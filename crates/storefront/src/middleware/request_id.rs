//! Request ID middleware for request tracing and correlation.
//!
//! Uses the upstream `x-request-id` when a proxy supplied one, otherwise a
//! fresh UUID v4. The id is recorded on the current span, tagged on the
//! Sentry scope, stored in request extensions as [`RequestId`] and echoed on
//! the response.

use axum::{extract::Request, http::HeaderValue, middleware::Next, response::Response};
use tracing::Span;
use uuid::Uuid;

/// The HTTP header name for request IDs.
pub const REQUEST_ID_HEADER: &str = "x-request-id";

/// Longest upstream id accepted as-is.
const MAX_UPSTREAM_LEN: usize = 128;

/// The id assigned to the current request.
#[derive(Debug, Clone, PartialEq, Eq)]
pub struct RequestId(pub String);

/// Middleware that ensures every request carries a request ID.
pub async fn request_id_middleware(mut request: Request, next: Next) -> Response {
    let request_id = request
        .headers()
        .get(REQUEST_ID_HEADER)
        .and_then(|h| h.to_str().ok())
        .map(str::trim)
        .filter(|id| !id.is_empty() && id.len() <= MAX_UPSTREAM_LEN)
        .map_or_else(|| Uuid::new_v4().to_string(), String::from);

    Span::current().record("request_id", request_id.as_str());
    sentry::configure_scope(|scope| {
        scope.set_tag("request_id", &request_id);
    });

    request
        .extensions_mut()
        .insert(RequestId(request_id.clone()));

    let mut response = next.run(request).await;
    if let Ok(value) = HeaderValue::from_str(&request_id) {
        response.headers_mut().insert(REQUEST_ID_HEADER, value);
    }

    response
}

#[cfg(test)]
#[allow(clippy::unwrap_used)]
mod tests {
    use axum::{
        Extension, Router,
        body::Body,
        http::{Request as HttpRequest, StatusCode},
        middleware,
        routing::get,
    };
    use tower::ServiceExt;

    use super::*;

    fn app() -> Router {
        Router::new()
            .route(
                "/",
                get(|Extension(RequestId(id)): Extension<RequestId>| async move { id }),
            )
            .layer(middleware::from_fn(request_id_middleware))
    }

    #[tokio::test]
    async fn test_upstream_id_is_kept() {
        let response = app()
            .oneshot(
                HttpRequest::builder()
                    .uri("/")
                    .header(REQUEST_ID_HEADER, "edge-42")
                    .body(Body::empty())
                    .unwrap(),
            )
            .await
            .unwrap();

        assert_eq!(response.status(), StatusCode::OK);
        assert_eq!(response.headers()[REQUEST_ID_HEADER], "edge-42");
    }

    #[tokio::test]
    async fn test_missing_id_is_generated() {
        let response = app()
            .oneshot(HttpRequest::builder().uri("/").body(Body::empty()).unwrap())
            .await
            .unwrap();

        let id = response.headers()[REQUEST_ID_HEADER].to_str().unwrap();
        assert!(Uuid::parse_str(id).is_ok());
    }
}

- _DESCRIPTION OF THE TASK_
Filter the records above and copy every line that contains the word "edge".

- _FINAL ANSWER_
                    .header(REQUEST_ID_HEADER, "edge-42")
        assert_eq!(response.headers()[REQUEST_ID_HEADER], "edge-42");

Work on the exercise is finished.